**Exercise brief**
Write the entries out again. Each one must match exactly.

**Dataset entries**
:::::

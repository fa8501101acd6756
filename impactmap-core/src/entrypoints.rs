//! Entrypoint resolution: mapping a package's declared public subpaths to
//! the source files behind them.
//!
//! Manifests point at built artifacts (`esm/index.js`, `dist/foo.d.ts`);
//! resolution maps those back to sources by rewriting known build-output
//! prefixes to `src/` and probing the TypeScript extension set.

use std::path::Path;

use serde_json::Value;

use crate::path_utils::join_relative;
use crate::workspace::PackageManifest;

/// A public subpath of a package and the source file behind it.
#[derive(Debug, Clone, PartialEq, Eq)]
pub struct Entrypoint {
    /// `.` for the root entrypoint, `./utils` for a subpath.
    pub export_path: String,
    /// Project-relative source path.
    pub source_file: String,
}

/// Resolves all entrypoints of a package. Walks the `exports` field when
/// present, otherwise falls back to the first non-empty of `main`, `module`,
/// `browser`, `types`. Entrypoints whose built path cannot be mapped to an
/// existing source are dropped.
pub fn find_entrypoints(
    root: &Path,
    project_folder: &str,
    manifest: &PackageManifest,
) -> Vec<Entrypoint> {
    let mut entrypoints = Vec::new();

    if let Some(exports) = &manifest.exports {
        for (export_path, built) in parse_exports_field(exports) {
            if let Some(resolved) = resolve_to_source(root, project_folder, &built) {
                entrypoints.push(Entrypoint {
                    export_path,
                    source_file: resolved,
                });
            }
        }
        entrypoints.sort_by(|a, b| a.export_path.cmp(&b.export_path));
    }

    if entrypoints.is_empty() {
        for field in [
            &manifest.main,
            &manifest.module,
            &manifest.browser,
            &manifest.types,
        ] {
            if field.is_empty() {
                continue;
            }
            if let Some(resolved) = resolve_to_source(root, project_folder, field) {
                entrypoints.push(Entrypoint {
                    export_path: ".".to_string(),
                    source_file: resolved,
                });
                break;
            }
        }
    }

    entrypoints
}

/// Flattens the `exports` manifest field into `(subpath, built path)` pairs.
/// Wildcard subpaths are skipped; conditional values resolve through the
/// keys `types`, `import`, `default`, `require`, in that order.
fn parse_exports_field(exports: &Value) -> Vec<(String, String)> {
    match exports {
        Value::String(s) => vec![(".".to_string(), s.clone())],
        Value::Object(map) => map
            .iter()
            .filter(|(key, _)| !key.contains('*'))
            .filter_map(|(key, value)| {
                resolve_export_value(value).map(|built| (key.clone(), built))
            })
            .collect(),
        _ => Vec::new(),
    }
}

fn resolve_export_value(value: &Value) -> Option<String> {
    match value {
        Value::String(s) => Some(s.clone()),
        Value::Object(map) => ["types", "import", "default", "require"]
            .iter()
            .filter_map(|key| map.get(*key))
            .find_map(resolve_export_value),
        _ => None,
    }
}

const BUILD_PREFIXES: [&str; 4] = ["esm/", "dist/", "lib/", "build/"];
const BUILT_EXTENSIONS: [&str; 5] = [".d.mts", ".d.ts", ".mjs", ".cjs", ".js"];
const SOURCE_EXTENSIONS: [&str; 4] = [".ts", ".tsx", ".js", ".jsx"];
const INDEX_EXTENSIONS: [&str; 2] = [".ts", ".tsx"];

/// Maps a built path to a source path relative to the project folder. Tries
/// the build-prefix rewrite first, then the path unchanged; each candidate
/// is probed with the source extension set and an `index` fallback. Returns
/// the original path only if it exists on disk as-is.
pub fn resolve_to_source(root: &Path, project_folder: &str, built_path: &str) -> Option<String> {
    let built = built_path.trim_start_matches("./");
    let project = root.join(project_folder);

    let mut candidates = Vec::new();
    for prefix in BUILD_PREFIXES {
        if let Some(rest) = built.strip_prefix(prefix) {
            candidates.push(format!("src/{rest}"));
        }
    }
    candidates.push(built.to_string());

    for candidate in candidates {
        let base = BUILT_EXTENSIONS
            .iter()
            .find_map(|ext| candidate.strip_suffix(ext))
            .unwrap_or(&candidate);

        for ext in SOURCE_EXTENSIONS {
            let try_path = format!("{base}{ext}");
            if project.join(&try_path).is_file() {
                return Some(try_path);
            }
        }
        for ext in INDEX_EXTENSIONS {
            let try_path = format!("{base}/index{ext}");
            if project.join(&try_path).is_file() {
                return Some(try_path);
            }
        }
        if project.join(&candidate).is_file() {
            return Some(candidate);
        }
    }

    None
}

/// Resolves a relative import specifier to a project-relative file stem
/// (path with the extension stripped), or `None` for unresolvable or
/// non-relative specifiers.
pub fn resolve_import_source(
    root: &Path,
    project_folder: &str,
    from_dir: &str,
    source: &str,
) -> Option<String> {
    if !source.starts_with('.') {
        return None;
    }
    resolve_import_to_file(root, project_folder, from_dir, source).map(|f| strip_ts_extension(&f))
}

fn resolve_import_to_file(
    root: &Path,
    project_folder: &str,
    from_dir: &str,
    source: &str,
) -> Option<String> {
    let base = source
        .strip_suffix(".js")
        .or_else(|| source.strip_suffix(".jsx"))
        .unwrap_or(source);
    let rel = join_relative(from_dir, base);
    let project = root.join(project_folder);

    for ext in SOURCE_EXTENSIONS {
        let try_path = format!("{rel}{ext}");
        if project.join(&try_path).is_file() {
            return Some(try_path);
        }
    }
    for ext in INDEX_EXTENSIONS {
        let try_path = format!("{rel}/index{ext}");
        if project.join(&try_path).is_file() {
            return Some(try_path);
        }
    }
    None
}

/// Strips a TypeScript-family extension, declaration extensions first so
/// `foo.d.ts` keys as `foo`, not `foo.d`.
pub fn strip_ts_extension(path: &str) -> String {
    for ext in [".d.mts", ".d.ts", ".tsx", ".ts", ".jsx", ".js"] {
        if let Some(base) = path.strip_suffix(ext) {
            return base.to_string();
        }
    }
    path.to_string()
}

/// Parses an entrypoint file and returns all of its export names,
/// deduplicated, with the star sentinel suppressed.
pub fn collect_entrypoint_exports(root: &Path, project_folder: &str, ep: &Entrypoint) -> Vec<String> {
    let full = root.join(project_folder).join(&ep.source_file);
    let Ok(analysis) = impactmap_tsparse::parse_file(&full) else {
        return Vec::new();
    };
    let mut names = Vec::new();
    for export in &analysis.exports {
        if export.name == "*" {
            continue;
        }
        if !names.contains(&export.name) {
            names.push(export.name.clone());
        }
    }
    names
}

:::::

**Reply to the exercise**
repository fa8501101acd6756
filename impactmap-core/src/entrypoints.rs
//! Entrypoint resolution: mapping a package's declared public subpaths to
//! the source files behind them.
//!
//! Manifests point at built artifacts (`esm/index.js`, `dist/foo.d.ts`);
//! resolution maps those back to sources by rewriting known build-output
//! prefixes to `src/` and probing the TypeScript extension set.

use std::path::Path;

use serde_json::Value;

use crate::path_utils::join_relative;
use crate::workspace::PackageManifest;

/// A public subpath of a package and the source file behind it.
#[derive(Debug, Clone, PartialEq, Eq)]
pub struct Entrypoint {
    /// `.` for the root entrypoint, `./utils` for a subpath.
    pub export_path: String,
    /// Project-relative source path.
    pub source_file: String,
}

/// Resolves all entrypoints of a package. Walks the `exports` field when
/// present, otherwise falls back to the first non-empty of `main`, `module`,
/// `browser`, `types`. Entrypoints whose built path cannot be mapped to an
/// existing source are dropped.
pub fn find_entrypoints(
    root: &Path,
    project_folder: &str,
    manifest: &PackageManifest,
) -> Vec<Entrypoint> {
    let mut entrypoints = Vec::new();

    if let Some(exports) = &manifest.exports {
        for (export_path, built) in parse_exports_field(exports) {
            if let Some(resolved) = resolve_to_source(root, project_folder, &built) {
                entrypoints.push(Entrypoint {
                    export_path,
                    source_file: resolved,
                });
            }
        }
        entrypoints.sort_by(|a, b| a.export_path.cmp(&b.export_path));
    }

    if entrypoints.is_empty() {
        for field in [
            &manifest.main,
            &manifest.module,
            &manifest.browser,
            &manifest.types,
        ] {
            if field.is_empty() {
                continue;
            }
            if let Some(resolved) = resolve_to_source(root, project_folder, field) {
                entrypoints.push(Entrypoint {
                    export_path: ".".to_string(),
                    source_file: resolved,
                });
                break;
            }
        }
    }

    entrypoints
}

/// Flattens the `exports` manifest field into `(subpath, built path)` pairs.
/// Wildcard subpaths are skipped; conditional values resolve through the
/// keys `types`, `import`, `default`, `require`, in that order.
fn parse_exports_field(exports: &Value) -> Vec<(String, String)> {
    match exports {
        Value::String(s) => vec![(".".to_string(), s.clone())],
        Value::Object(map) => map
            .iter()
            .filter(|(key, _)| !key.contains('*'))
            .filter_map(|(key, value)| {
                resolve_export_value(value).map(|built| (key.clone(), built))
            })
            .collect(),
        _ => Vec::new(),
    }
}

fn resolve_export_value(value: &Value) -> Option<String> {
    match value {
        Value::String(s) => Some(s.clone()),
        Value::Object(map) => ["types", "import", "default", "require"]
            .iter()
            .filter_map(|key| map.get(*key))
            .find_map(resolve_export_value),
        _ => None,
    }
}

const BUILD_PREFIXES: [&str; 4] = ["esm/", "dist/", "lib/", "build/"];
const BUILT_EXTENSIONS: [&str; 5] = [".d.mts", ".d.ts", ".mjs", ".cjs", ".js"];
const SOURCE_EXTENSIONS: [&str; 4] = [".ts", ".tsx", ".js", ".jsx"];
const INDEX_EXTENSIONS: [&str; 2] = [".ts", ".tsx"];

/// Maps a built path to a source path relative to the project folder. Tries
/// the build-prefix rewrite first, then the path unchanged; each candidate
/// is probed with the source extension set and an `index` fallback. Returns
/// the original path only if it exists on disk as-is.
pub fn resolve_to_source(root: &Path, project_folder: &str, built_path: &str) -> Option<String> {
    let built = built_path.trim_start_matches("./");
    let project = root.join(project_folder);

    let mut candidates = Vec::new();
    for prefix in BUILD_PREFIXES {
        if let Some(rest) = built.strip_prefix(prefix) {
            candidates.push(format!("src/{rest}"));
        }
    }
    candidates.push(built.to_string());

    for candidate in candidates {
        let base = BUILT_EXTENSIONS
            .iter()
            .find_map(|ext| candidate.strip_suffix(ext))
            .unwrap_or(&candidate);

        for ext in SOURCE_EXTENSIONS {
            let try_path = format!("{base}{ext}");
            if project.join(&try_path).is_file() {
                return Some(try_path);
            }
        }
        for ext in INDEX_EXTENSIONS {
            let try_path = format!("{base}/index{ext}");
            if project.join(&try_path).is_file() {
                return Some(try_path);
            }
        }
        if project.join(&candidate).is_file() {
            return Some(candidate);
        }
    }

    None
}

/// Resolves a relative import specifier to a project-relative file stem
/// (path with the extension stripped), or `None` for unresolvable or
/// non-relative specifiers.
pub fn resolve_import_source(
    root: &Path,
    project_folder: &str,
    from_dir: &str,
    source: &str,
) -> Option<String> {
    if !source.starts_with('.') {
        return None;
    }
    resolve_import_to_file(root, project_folder, from_dir, source).map(|f| strip_ts_extension(&f))
}

fn resolve_import_to_file(
    root: &Path,
    project_folder: &str,
    from_dir: &str,
    source: &str,
) -> Option<String> {
    let base = source
        .strip_suffix(".js")
        .or_else(|| source.strip_suffix(".jsx"))
        .unwrap_or(source);
    let rel = join_relative(from_dir, base);
    let project = root.join(project_folder);

    for ext in SOURCE_EXTENSIONS {
        let try_path = format!("{rel}{ext}");
        if project.join(&try_path).is_file() {
            return Some(try_path);
        }
    }
    for ext in INDEX_EXTENSIONS {
        let try_path = format!("{rel}/index{ext}");
        if project.join(&try_path).is_file() {
            return Some(try_path);
        }
    }
    None
}

/// Strips a TypeScript-family extension, declaration extensions first so
/// `foo.d.ts` keys as `foo`, not `foo.d`.
pub fn strip_ts_extension(path: &str) -> String {
    for ext in [".d.mts", ".d.ts", ".tsx", ".ts", ".jsx", ".js"] {
        if let Some(base) = path.strip_suffix(ext) {
            return base.to_string();
        }
    }
    path.to_string()
}

/// Parses an entrypoint file and returns all of its export names,
/// deduplicated, with the star sentinel suppressed.
pub fn collect_entrypoint_exports(root: &Path, project_folder: &str, ep: &Entrypoint) -> Vec<String> {
    let full = root.join(project_folder).join(&ep.source_file);
    let Ok(analysis) = impactmap_tsparse::parse_file(&full) else {
        return Vec::new();
    };
    let mut names = Vec::new();
    for export in &analysis.exports {
        if export.name == "*" {
            continue;
        }
        if !names.contains(&export.name) {
            names.push(export.name.clone());
        }
    }
    names
}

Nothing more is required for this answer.